The Melvins – Hold it in: stuitert vele kanten op

door Pieter Malliet

The Melvins doen al jaren halsstarrig hun eigen zin, houden rekening met platenfirma noch publiek, schuwen het onverwachte niet en laten met geregelde tussenpozen absurditeit de bovenhand halen, waardoor ze absolute meesterwerken wel eens durven afwisselen met teleurstellingen. Als ze op de koop toe enkele leden binnenrijven van de psychedelische noisepunkers Butthole Surfers die voor de niet-lsd-trippende medemens flink incoherent uit de hoek kunnen komen, stellen we ons voor dat menig fan zich het resultaat niet blindelings gaat aanschaffen. Wie vreest voor een herhaling van het quasi onbeluisterbare ‘Prick’ stellen we evenwel meteen gerust: de mix van punrock, metal, ambient, country en zelfs een streepje freejazz die we op ‘Hold it in’ tegen komen leunt immers eerder aan bij toppers als ‘Stoner witch’ en ‘Stag’ – zij het stilistisch wat minder samenhangend dan die eerste en in een iets punkeriger, meer lo-fi productioneel jasje dan die tweede.

Door het op voorhand lossen van de karakteristiek bezwerende, gedowntunede metalrockers ‘Bride of Crankenstein’ en ‘Seame Street meat’ gaven de grunge-, stoner- en sludgepioniers bovendien zelf al aan in welke richting ze het nieuwe album liefst geanticipeerd zagen, en terecht. Op het vocoder effect van ‘You can make me wait’ na, duurt het immers tot het vierde nummer vooraleer de eerste uitgesproken sound- en noisescapes opduiken. Ook al gaat het viertal muzikaal weliswaar regelmatig de experimentele tour op, onderstrepen ze hun ingebakken weirdheid deze keer vooral via de songtitels die een uiting lijken van haast kinderlijke ongein. Wat bijvoorbeeld te denken van ‘Onions make the milk taste bad’, ‘Brass cupcake’ en, last but not least, ‘Piss Pisstoferson’?

Terwijl bassist JD Pinkus niet echt opvalt, en zijn taak dus prima vervult, voegt die andere nieuweling Paul Leary wel enkele accenten aan de typische Melvins sound toe, al is het maar dat hij af en toe een zangpartij voor zijn rekening neemt. Verder vult hij Buzzo’s heavy gitaarpartijen aan met hoognoteriger werk, hetzij in de vorm van snerpende solo’s, ongecontroleerde noiseuitbarsting of schrille aanvullingen op de riff. Zoals Buzz Osborne en Dale Corver het graag hebben zorgden beide Butthole Surfers er mee voor dat ‘Hold it in’ zowat alle kanten opstuitert, gaande van een slepende dreiging over catchy toegankelijkheid naar psychedelisch vervoering.

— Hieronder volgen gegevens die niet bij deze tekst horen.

//! Bounded-call primitive: run an operation against a deadline.
//!
//! Anywhere the app needs "do this network call, but give up after N
//! seconds", it goes through [`with_deadline`] instead of hand-rolling a
//! timer race. The losing side of the race is dropped, so a response that
//! arrives after the deadline can never mutate state.

use std::future::Future;
use std::time::Duration;
use thiserror::Error;
use tracing::debug;

/// The deadline fired before the operation settled.
#[derive(Debug, Clone, Copy, Error, PartialEq, Eq)]
#[error("Operation did not complete within {0:?}")]
pub struct DeadlineElapsed(pub Duration);

/// Races `operation` against `deadline`. Whichever settles first wins; the
/// loser is cancelled by drop and its eventual result is never observed.
pub async fn with_deadline<F, T>(deadline: Duration, operation: F) -> Result<T, DeadlineElapsed>
where
    F: Future<Output = T>,
{
    match tokio::time::timeout(deadline, operation).await {
        Ok(value) => Ok(value),
        Err(_) => {
            debug!(?deadline, "Deadline elapsed before operation settled");
            Err(DeadlineElapsed(deadline))
        }
    }
}

#[cfg(test)]
mod tests {
    use super::*;
    use std::sync::atomic::{AtomicBool, Ordering};
    use std::sync::Arc;

    #[tokio::test]
    async fn fast_operation_wins() {
        let result = with_deadline(Duration::from_secs(5), async { 42 }).await;
        assert_eq!(result, Ok(42));
    }

    #[tokio::test(start_paused = true)]
    async fn slow_operation_loses_and_is_dropped() {
        let finished = Arc::new(AtomicBool::new(false));
        let flag = finished.clone();

        let result = with_deadline(Duration::from_millis(100), async move {
            tokio::time::sleep(Duration::from_secs(60)).await;
            flag.store(true, Ordering::SeqCst);
        })
        .await;

        assert_eq!(result, Err(DeadlineElapsed(Duration::from_millis(100))));

        // Let virtual time run well past the operation's sleep; the future
        // was dropped at the deadline so the flag must never flip.
        tokio::time::sleep(Duration::from_secs(120)).await;
        assert!(!finished.load(Ordering::SeqCst));
    }
}
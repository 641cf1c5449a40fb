//! Shared error taxonomy for backend calls.

use thiserror::Error;

/// Errors surfaced by [`OrdersApi`](super::OrdersApi) and
/// [`VendorDirectory`](super::VendorDirectory) implementations.
///
/// The variants mirror the backend's HTTP contract: 400/422 carry field
/// messages, 401/403 collapse into `Unauthorized`, 404 is `NotFound`, 5xx is
/// `Server`, and anything that never produced a response is `Transport`.
#[derive(Debug, Clone, Error, PartialEq)]
pub enum ApiError {
    /// The backend rejected the request body (HTTP 400/422).
    #[error("Request rejected: {}", field_messages.join("; "))]
    BadRequest { field_messages: Vec<String> },

    /// Missing or expired credentials (HTTP 401/403).
    #[error("Not authorized")]
    Unauthorized,

    /// The referenced resource does not exist (HTTP 404). Terminal for that
    /// identifier; retrying will not help.
    #[error("Not found")]
    NotFound,

    /// Transient backend failure (HTTP 5xx). Retryable.
    #[error("Server error: {0}")]
    Server(String),

    /// The request never completed: DNS, connection, or timeout failure.
    #[error("Network error: {0}")]
    Transport(String),
}

impl ApiError {
    /// Whether retrying the same request can reasonably succeed.
    pub fn is_retryable(&self) -> bool {
        matches!(self, ApiError::Server(_) | ApiError::Transport(_))
    }
}
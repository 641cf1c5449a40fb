//! Error types for order submission.

use thiserror::Error;

use crate::api::{ApiError, IncompleteDraft};
use crate::availability::UnreachableReason;
use crate::draft::DraftStoreError;
use crate::validation::ValidationIssue;

/// Why a `submit` call did not produce an order.
///
/// Except for `AlreadyInFlight`, every variant leaves the draft exactly as it
/// was, so the user can fix the problem (or just retry) without re-entering
/// anything.
#[derive(Debug, Error)]
pub enum SubmissionError {
    /// Another submission is in flight; this call was a no-op and made no
    /// request.
    #[error("A submission is already in flight")]
    AlreadyInFlight,

    /// Pre-flight validation failed. All issues are included, not just the
    /// first.
    #[error("Draft is not ready to submit ({} issues)", issues.len())]
    Invalid { issues: Vec<ValidationIssue> },

    /// The availability check succeeded and found no service points.
    #[error("No laundry service available in your area")]
    NoServiceInRange,

    /// The availability check never produced an answer. Ask the user whether
    /// to retry or resubmit with
    /// [`SubmitOptions::proceed_without_availability`](super::SubmitOptions).
    #[error("Could not confirm service availability: {reason}")]
    AvailabilityUnreachable { reason: UnreachableReason },

    /// The draft passed validation but still lacked a wire-required field.
    /// Indicates a bug in validation coverage, not bad user input.
    #[error(transparent)]
    IncompleteDraft(#[from] IncompleteDraft),

    /// The backend rejected or failed the create request. The draft is
    /// preserved for retry.
    #[error(transparent)]
    Api(#[from] ApiError),

    /// The order was created but recording it locally failed.
    #[error(transparent)]
    Store(#[from] DraftStoreError),
}
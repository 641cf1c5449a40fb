/// Initializes structured logging for the application.
///
/// Filtering is controlled via the `RUST_LOG` environment variable:
/// - `RUST_LOG=info` - normal operation
/// - `RUST_LOG=laundry_flow=debug` - debug this crate only
///
/// Core modules log through the `tracing` facade exclusively; this is the
/// only place a concrete subscriber is chosen, so embedders can skip this
/// call and install their own sink instead.
pub fn setup_tracing() {
    tracing_subscriber::fmt()
        .with_env_filter(tracing_subscriber::EnvFilter::from_default_env())
        .init();
}
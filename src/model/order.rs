use chrono::{DateTime, Utc};
use serde::{Deserialize, Serialize};
use std::fmt;
use std::str::FromStr;
use thiserror::Error;

use super::OrderItem;

/// Server-side order status, parsed from the backend's loose status strings
/// into one closed enum.
///
/// This is the single source of truth for everything derived from status:
/// milestone position ([`OrderStatus::milestone_index`]), display label
/// ([`OrderStatus::label`]) and cancellability
/// ([`OrderStatus::is_cancellable`]). Screens consume these methods instead
/// of re-declaring their own mapping tables.
///
/// `TemporarilyAssigned` is kept distinct from `Scheduled` even though both
/// map to the same milestone: the backend treats them differently and one
/// screen styles them differently, so presentation decides how to render
/// them.
#[derive(Debug, Clone, Copy, PartialEq, Eq, Hash, Serialize, Deserialize)]
#[serde(try_from = "String", into = "String")]
pub enum OrderStatus {
    Pending,
    TemporarilyAssigned,
    Scheduled,
    PickedUp,
    InCleaning,
    ReadyForDelivery,
    Delivered,
    Cancelled,
}

/// The backend sent a status string we do not recognise.
#[derive(Debug, Clone, Error, PartialEq)]
#[error("Unrecognised order status: {0}")]
pub struct ParseStatusError(pub String);

impl FromStr for OrderStatus {
    type Err = ParseStatusError;

    /// Case-insensitive parse covering the aliases the backend has been
    /// observed to emit ("pending", "PICKUP", "washing", ...).
    fn from_str(s: &str) -> Result<Self, Self::Err> {
        let status = match s.trim().to_ascii_lowercase().as_str() {
            "pending" => OrderStatus::Pending,
            "temporarily_assigned" | "temp_assigned" => OrderStatus::TemporarilyAssigned,
            "scheduled" | "assigned" | "confirmed" => OrderStatus::Scheduled,
            "pickup" | "picked_up" => OrderStatus::PickedUp,
            "washing" | "cleaning" | "in_cleaning" | "processing" => OrderStatus::InCleaning,
            "ready_for_delivery" | "ready" | "out_for_delivery" => OrderStatus::ReadyForDelivery,
            "delivered" | "completed" => OrderStatus::Delivered,
            "cancelled" | "canceled" => OrderStatus::Cancelled,
            _ => return Err(ParseStatusError(s.to_string())),
        };
        Ok(status)
    }
}

impl TryFrom<String> for OrderStatus {
    type Error = ParseStatusError;

    fn try_from(s: String) -> Result<Self, Self::Error> {
        s.parse()
    }
}

impl From<OrderStatus> for String {
    fn from(status: OrderStatus) -> String {
        status.wire_name().to_string()
    }
}

impl fmt::Display for OrderStatus {
    fn fmt(&self, f: &mut fmt::Formatter<'_>) -> fmt::Result {
        f.write_str(self.wire_name())
    }
}

impl OrderStatus {
    /// Canonical wire spelling used when the client writes a status back.
    pub fn wire_name(self) -> &'static str {
        match self {
            OrderStatus::Pending => "pending",
            OrderStatus::TemporarilyAssigned => "temporarily_assigned",
            OrderStatus::Scheduled => "scheduled",
            OrderStatus::PickedUp => "picked_up",
            OrderStatus::InCleaning => "in_cleaning",
            OrderStatus::ReadyForDelivery => "ready_for_delivery",
            OrderStatus::Delivered => "delivered",
            OrderStatus::Cancelled => "cancelled",
        }
    }

    /// Customer-facing label.
    pub fn label(self) -> &'static str {
        match self {
            OrderStatus::Pending => "Order placed",
            OrderStatus::TemporarilyAssigned => "Finding your cleaner",
            OrderStatus::Scheduled => "Pickup scheduled",
            OrderStatus::PickedUp => "Picked up",
            OrderStatus::InCleaning => "In cleaning",
            OrderStatus::ReadyForDelivery => "Ready for delivery",
            OrderStatus::Delivered => "Delivered",
            OrderStatus::Cancelled => "Cancelled",
        }
    }

    /// Index of the furthest milestone this status has reached on the
    /// Scheduled → Pickup → In cleaning → Ready → Delivered ladder.
    /// `None` for cancelled orders, which leave the ladder entirely.
    pub fn milestone_index(self) -> Option<usize> {
        match self {
            OrderStatus::Pending | OrderStatus::TemporarilyAssigned | OrderStatus::Scheduled => {
                Some(0)
            }
            OrderStatus::PickedUp => Some(1),
            OrderStatus::InCleaning => Some(2),
            OrderStatus::ReadyForDelivery => Some(3),
            OrderStatus::Delivered => Some(4),
            OrderStatus::Cancelled => None,
        }
    }

    /// The customer may cancel only before the courier is on their way:
    /// once the order reaches pickup the backend rejects cancellation.
    pub fn is_cancellable(self) -> bool {
        matches!(
            self,
            OrderStatus::Pending | OrderStatus::TemporarilyAssigned | OrderStatus::Scheduled
        )
    }

    /// Delivered and Cancelled orders never change status again.
    pub fn is_terminal(self) -> bool {
        matches!(self, OrderStatus::Delivered | OrderStatus::Cancelled)
    }
}

/// Per-stage transition timestamps, when the backend supplies them.
///
/// Most deployments only ever send `created_at`; the projector synthesizes
/// stage times from fixed offsets when a field here is absent.
#[derive(Debug, Clone, Default, PartialEq, Serialize, Deserialize)]
pub struct StageTimestamps {
    #[serde(default)]
    pub scheduled_at: Option<DateTime<Utc>>,
    #[serde(default)]
    pub picked_up_at: Option<DateTime<Utc>>,
    #[serde(default)]
    pub cleaning_at: Option<DateTime<Utc>>,
    #[serde(default)]
    pub ready_at: Option<DateTime<Utc>>,
    #[serde(default)]
    pub delivered_at: Option<DateTime<Utc>>,
}

/// An order as persisted by the backend.
///
/// Immutable from the client's perspective except for `status`, which the
/// backend advances monotonically (see [`crate::tracking`] for how regressions
/// are handled).
#[derive(Debug, Clone, PartialEq, Serialize, Deserialize)]
#[serde(rename_all = "camelCase")]
pub struct SubmittedOrder {
    pub id: u64,
    pub uuid: String,
    pub status: OrderStatus,
    pub items: Vec<OrderItem>,
    pub pickup_address: String,
    pub delivery_address: String,
    pub subtotal: i64,
    pub tax_amount: i64,
    pub total_amount: i64,
    #[serde(default)]
    pub notes: String,
    #[serde(default)]
    pub tags: Vec<String>,
    pub created_at: DateTime<Utc>,
    pub updated_at: DateTime<Utc>,
    #[serde(default)]
    pub stage_timestamps: Option<StageTimestamps>,
}
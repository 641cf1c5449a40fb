//! Persistence boundary for the draft order.
//!
//! The platform's durable key-value store (whatever that is on the device)
//! sits behind [`DraftStorage`]; the store never touches it except through
//! explicit serialize/deserialize at this seam.

use std::collections::HashMap;
use thiserror::Error;

/// The underlying key-value store failed to read or write.
#[derive(Debug, Clone, Error, PartialEq, Eq)]
#[error("Draft storage failure: {0}")]
pub struct StorageError(pub String);

/// Durable string key-value storage.
pub trait DraftStorage: Send {
    fn read(&self, key: &str) -> Result<Option<String>, StorageError>;
    fn write(&mut self, key: &str, value: &str) -> Result<(), StorageError>;
    fn remove(&mut self, key: &str) -> Result<(), StorageError>;
}

impl<T: DraftStorage + ?Sized> DraftStorage for &mut T {
    fn read(&self, key: &str) -> Result<Option<String>, StorageError> {
        (**self).read(key)
    }

    fn write(&mut self, key: &str, value: &str) -> Result<(), StorageError> {
        (**self).write(key, value)
    }

    fn remove(&mut self, key: &str) -> Result<(), StorageError> {
        (**self).remove(key)
    }
}

/// In-memory [`DraftStorage`], for tests and ephemeral sessions.
#[derive(Debug, Default)]
pub struct MemoryDraftStorage {
    entries: HashMap<String, String>,
}

impl MemoryDraftStorage {
    pub fn new() -> Self {
        Self::default()
    }
}

impl DraftStorage for MemoryDraftStorage {
    fn read(&self, key: &str) -> Result<Option<String>, StorageError> {
        Ok(self.entries.get(key).cloned())
    }

    fn write(&mut self, key: &str, value: &str) -> Result<(), StorageError> {
        self.entries.insert(key.to_string(), value.to_string());
        Ok(())
    }

    fn remove(&mut self, key: &str) -> Result<(), StorageError> {
        self.entries.remove(key);
        Ok(())
    }
}
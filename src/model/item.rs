use serde::{Deserialize, Serialize};

/// The cleaning service requested for a garment line.
///
/// Each service carries a processing duration used to derive the delivery
/// window from the pickup window (see
/// [`DraftOrderStore::set_schedule`](crate::draft::DraftOrderStore::set_schedule)).
#[derive(Debug, Clone, Copy, PartialEq, Eq, Hash, Serialize, Deserialize)]
#[serde(rename_all = "SCREAMING_SNAKE_CASE")]
pub enum ServiceType {
    WashFold,
    DryClean,
    HangDry,
    IronOnly,
}

impl ServiceType {
    /// Hours the facility needs before the garment is ready for delivery.
    pub fn processing_hours(self) -> i64 {
        match self {
            ServiceType::WashFold => 24,
            ServiceType::DryClean => 48,
            ServiceType::HangDry => 24,
            ServiceType::IronOnly => 12,
        }
    }

    /// Display name for receipts and line summaries.
    pub fn label(self) -> &'static str {
        match self {
            ServiceType::WashFold => "Wash & fold",
            ServiceType::DryClean => "Dry cleaning",
            ServiceType::HangDry => "Hang dry",
            ServiceType::IronOnly => "Iron only",
        }
    }
}

/// One garment line on an order.
///
/// `unit_price` is expressed in the currency's minor units (e.g. cents), so
/// pricing arithmetic stays integral. Mutable while the order is in draft,
/// immutable once submitted.
#[derive(Debug, Clone, PartialEq, Serialize, Deserialize)]
pub struct OrderItem {
    pub garment_type_id: String,
    pub service: ServiceType,
    pub description: String,
    pub quantity: u32,
    pub weight_lbs: f64,
    pub unit_price: i64,
}

impl OrderItem {
    pub fn new(
        garment_type_id: impl Into<String>,
        service: ServiceType,
        description: impl Into<String>,
        quantity: u32,
        weight_lbs: f64,
        unit_price: i64,
    ) -> Self {
        Self {
            garment_type_id: garment_type_id.into(),
            service,
            description: description.into(),
            quantity,
            weight_lbs,
            unit_price,
        }
    }

    /// Line total in minor units.
    pub fn line_total(&self) -> i64 {
        self.unit_price * i64::from(self.quantity)
    }
}

/// Partial update applied to a draft item in place.
///
/// Only quantity and price are mutable on an existing line; changing the
/// garment or service is modelled as remove + add.
#[derive(Debug, Clone, Default, Serialize, Deserialize)]
pub struct OrderItemPatch {
    pub quantity: Option<u32>,
    pub unit_price: Option<i64>,
    pub description: Option<String>,
}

Volledig terecht verdienden The Melvins een erg lijvige voetnoot in de annalen van de muziekgeschiedenis, al lijken ze hier de laatste jaren niet echt meer iets aan toe te voegen. Dat hun sturende rol reeds een tijdje uitgespeeld blijkt zal de Amerikanen evenwel worst wezen. Inherent spelplezier en een verbeten underground mentaliteit zorgen ervoor dat we ze nog wel een heleboel zonder meer prima albums, zoals dit ‘Hold it in’ er ook één is, op de wereld los zien laten.